--- Records to use Enclosed Below ---
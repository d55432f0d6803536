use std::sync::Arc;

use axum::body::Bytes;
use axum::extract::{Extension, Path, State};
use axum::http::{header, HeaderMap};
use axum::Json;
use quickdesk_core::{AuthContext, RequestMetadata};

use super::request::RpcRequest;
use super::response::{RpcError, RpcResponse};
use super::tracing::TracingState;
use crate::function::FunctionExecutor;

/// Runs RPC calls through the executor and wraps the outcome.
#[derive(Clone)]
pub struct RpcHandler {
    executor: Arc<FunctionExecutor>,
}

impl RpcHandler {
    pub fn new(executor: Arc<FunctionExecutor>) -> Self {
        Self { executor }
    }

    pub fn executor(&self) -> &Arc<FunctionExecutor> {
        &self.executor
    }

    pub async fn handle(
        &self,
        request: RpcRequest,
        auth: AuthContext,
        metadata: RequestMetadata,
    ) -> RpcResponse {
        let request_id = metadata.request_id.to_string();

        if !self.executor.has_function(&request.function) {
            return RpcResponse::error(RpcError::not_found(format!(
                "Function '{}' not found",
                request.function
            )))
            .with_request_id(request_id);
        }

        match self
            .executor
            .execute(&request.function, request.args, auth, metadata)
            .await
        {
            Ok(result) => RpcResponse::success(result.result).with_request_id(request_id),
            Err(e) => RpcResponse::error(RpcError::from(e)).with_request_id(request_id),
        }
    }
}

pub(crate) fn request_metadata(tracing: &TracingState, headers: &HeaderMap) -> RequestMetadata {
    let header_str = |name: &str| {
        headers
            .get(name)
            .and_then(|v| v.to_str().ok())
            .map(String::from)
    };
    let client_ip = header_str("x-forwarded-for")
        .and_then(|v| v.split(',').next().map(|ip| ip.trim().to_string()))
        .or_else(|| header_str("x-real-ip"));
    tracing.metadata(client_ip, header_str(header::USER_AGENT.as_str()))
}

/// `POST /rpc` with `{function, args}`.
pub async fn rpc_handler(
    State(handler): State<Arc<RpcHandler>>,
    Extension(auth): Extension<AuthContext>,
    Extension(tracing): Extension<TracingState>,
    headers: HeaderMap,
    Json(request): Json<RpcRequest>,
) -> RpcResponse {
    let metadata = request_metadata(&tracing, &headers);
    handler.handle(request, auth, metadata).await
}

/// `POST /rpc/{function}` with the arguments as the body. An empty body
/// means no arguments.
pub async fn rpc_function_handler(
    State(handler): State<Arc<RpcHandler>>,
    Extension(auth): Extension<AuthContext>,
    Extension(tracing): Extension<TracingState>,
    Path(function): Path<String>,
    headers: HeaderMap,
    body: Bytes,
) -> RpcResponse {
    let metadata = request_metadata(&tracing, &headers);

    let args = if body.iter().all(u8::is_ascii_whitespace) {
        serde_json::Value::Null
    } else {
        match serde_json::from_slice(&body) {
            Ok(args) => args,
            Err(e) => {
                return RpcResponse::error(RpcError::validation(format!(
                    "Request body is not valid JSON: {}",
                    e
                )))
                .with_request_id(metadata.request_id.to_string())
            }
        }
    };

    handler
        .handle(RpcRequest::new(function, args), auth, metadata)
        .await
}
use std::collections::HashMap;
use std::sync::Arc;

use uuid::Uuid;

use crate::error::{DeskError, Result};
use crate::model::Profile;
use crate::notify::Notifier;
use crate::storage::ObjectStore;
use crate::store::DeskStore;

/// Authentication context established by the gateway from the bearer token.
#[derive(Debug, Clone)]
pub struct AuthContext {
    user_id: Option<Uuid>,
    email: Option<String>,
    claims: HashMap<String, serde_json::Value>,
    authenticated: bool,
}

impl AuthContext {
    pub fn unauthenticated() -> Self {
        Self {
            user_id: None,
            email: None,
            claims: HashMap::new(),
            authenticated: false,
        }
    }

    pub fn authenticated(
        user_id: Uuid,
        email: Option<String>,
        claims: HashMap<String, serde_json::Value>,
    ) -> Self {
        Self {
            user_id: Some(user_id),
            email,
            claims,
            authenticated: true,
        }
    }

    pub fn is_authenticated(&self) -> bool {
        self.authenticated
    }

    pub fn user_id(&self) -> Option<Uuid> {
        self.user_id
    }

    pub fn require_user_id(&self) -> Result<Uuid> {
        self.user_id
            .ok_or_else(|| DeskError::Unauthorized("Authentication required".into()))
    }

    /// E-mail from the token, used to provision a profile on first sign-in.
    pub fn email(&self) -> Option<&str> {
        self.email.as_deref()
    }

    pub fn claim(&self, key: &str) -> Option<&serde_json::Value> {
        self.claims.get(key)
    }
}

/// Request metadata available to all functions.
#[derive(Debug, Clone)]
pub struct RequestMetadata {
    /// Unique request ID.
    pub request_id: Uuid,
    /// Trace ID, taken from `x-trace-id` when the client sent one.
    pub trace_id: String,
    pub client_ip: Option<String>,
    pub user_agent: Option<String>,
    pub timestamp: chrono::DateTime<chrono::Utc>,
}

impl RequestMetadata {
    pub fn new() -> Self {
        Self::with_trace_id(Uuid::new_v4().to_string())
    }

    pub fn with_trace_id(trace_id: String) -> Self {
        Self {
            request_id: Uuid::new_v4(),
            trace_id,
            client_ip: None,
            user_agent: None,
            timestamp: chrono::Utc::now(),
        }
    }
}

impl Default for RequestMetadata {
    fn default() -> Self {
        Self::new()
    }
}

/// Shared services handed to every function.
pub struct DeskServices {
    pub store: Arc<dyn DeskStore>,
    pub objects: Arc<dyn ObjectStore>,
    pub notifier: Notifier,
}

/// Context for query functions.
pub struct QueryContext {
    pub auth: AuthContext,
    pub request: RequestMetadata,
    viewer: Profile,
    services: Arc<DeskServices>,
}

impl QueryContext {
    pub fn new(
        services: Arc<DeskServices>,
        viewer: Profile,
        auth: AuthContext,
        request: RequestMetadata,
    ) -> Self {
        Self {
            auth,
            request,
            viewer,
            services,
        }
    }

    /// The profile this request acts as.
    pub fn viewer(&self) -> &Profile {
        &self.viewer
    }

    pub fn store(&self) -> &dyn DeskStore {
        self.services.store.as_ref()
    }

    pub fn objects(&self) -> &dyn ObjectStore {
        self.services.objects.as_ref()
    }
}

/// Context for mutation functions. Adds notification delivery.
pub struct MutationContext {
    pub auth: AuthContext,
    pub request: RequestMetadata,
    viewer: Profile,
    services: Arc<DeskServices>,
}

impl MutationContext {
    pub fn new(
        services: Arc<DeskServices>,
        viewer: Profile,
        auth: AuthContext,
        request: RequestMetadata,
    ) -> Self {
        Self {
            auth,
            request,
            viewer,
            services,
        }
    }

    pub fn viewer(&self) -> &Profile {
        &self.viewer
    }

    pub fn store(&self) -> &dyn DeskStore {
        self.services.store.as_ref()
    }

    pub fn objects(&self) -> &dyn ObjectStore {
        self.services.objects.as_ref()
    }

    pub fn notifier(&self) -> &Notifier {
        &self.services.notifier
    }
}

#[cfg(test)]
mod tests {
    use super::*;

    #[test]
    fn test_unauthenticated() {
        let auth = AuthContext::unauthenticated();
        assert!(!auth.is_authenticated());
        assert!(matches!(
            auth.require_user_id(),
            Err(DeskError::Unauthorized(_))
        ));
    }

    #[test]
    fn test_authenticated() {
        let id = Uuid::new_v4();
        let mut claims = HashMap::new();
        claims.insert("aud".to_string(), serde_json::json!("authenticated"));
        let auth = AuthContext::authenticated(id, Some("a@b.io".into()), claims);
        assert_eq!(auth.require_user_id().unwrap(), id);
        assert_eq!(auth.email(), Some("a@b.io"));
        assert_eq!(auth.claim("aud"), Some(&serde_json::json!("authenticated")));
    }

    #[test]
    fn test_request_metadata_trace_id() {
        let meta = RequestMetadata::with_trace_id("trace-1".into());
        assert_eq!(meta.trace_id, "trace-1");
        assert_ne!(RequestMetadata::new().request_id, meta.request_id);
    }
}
--- End of Enclosed Records to use ---
→ Goal of the exercise:
Retrieve all lines from the data that contain the string "DeskStore".

→ Reply to the exercise:
use crate::store::DeskStore;
    pub store: Arc<dyn DeskStore>,
    pub fn store(&self) -> &dyn DeskStore {
    pub fn store(&self) -> &dyn DeskStore {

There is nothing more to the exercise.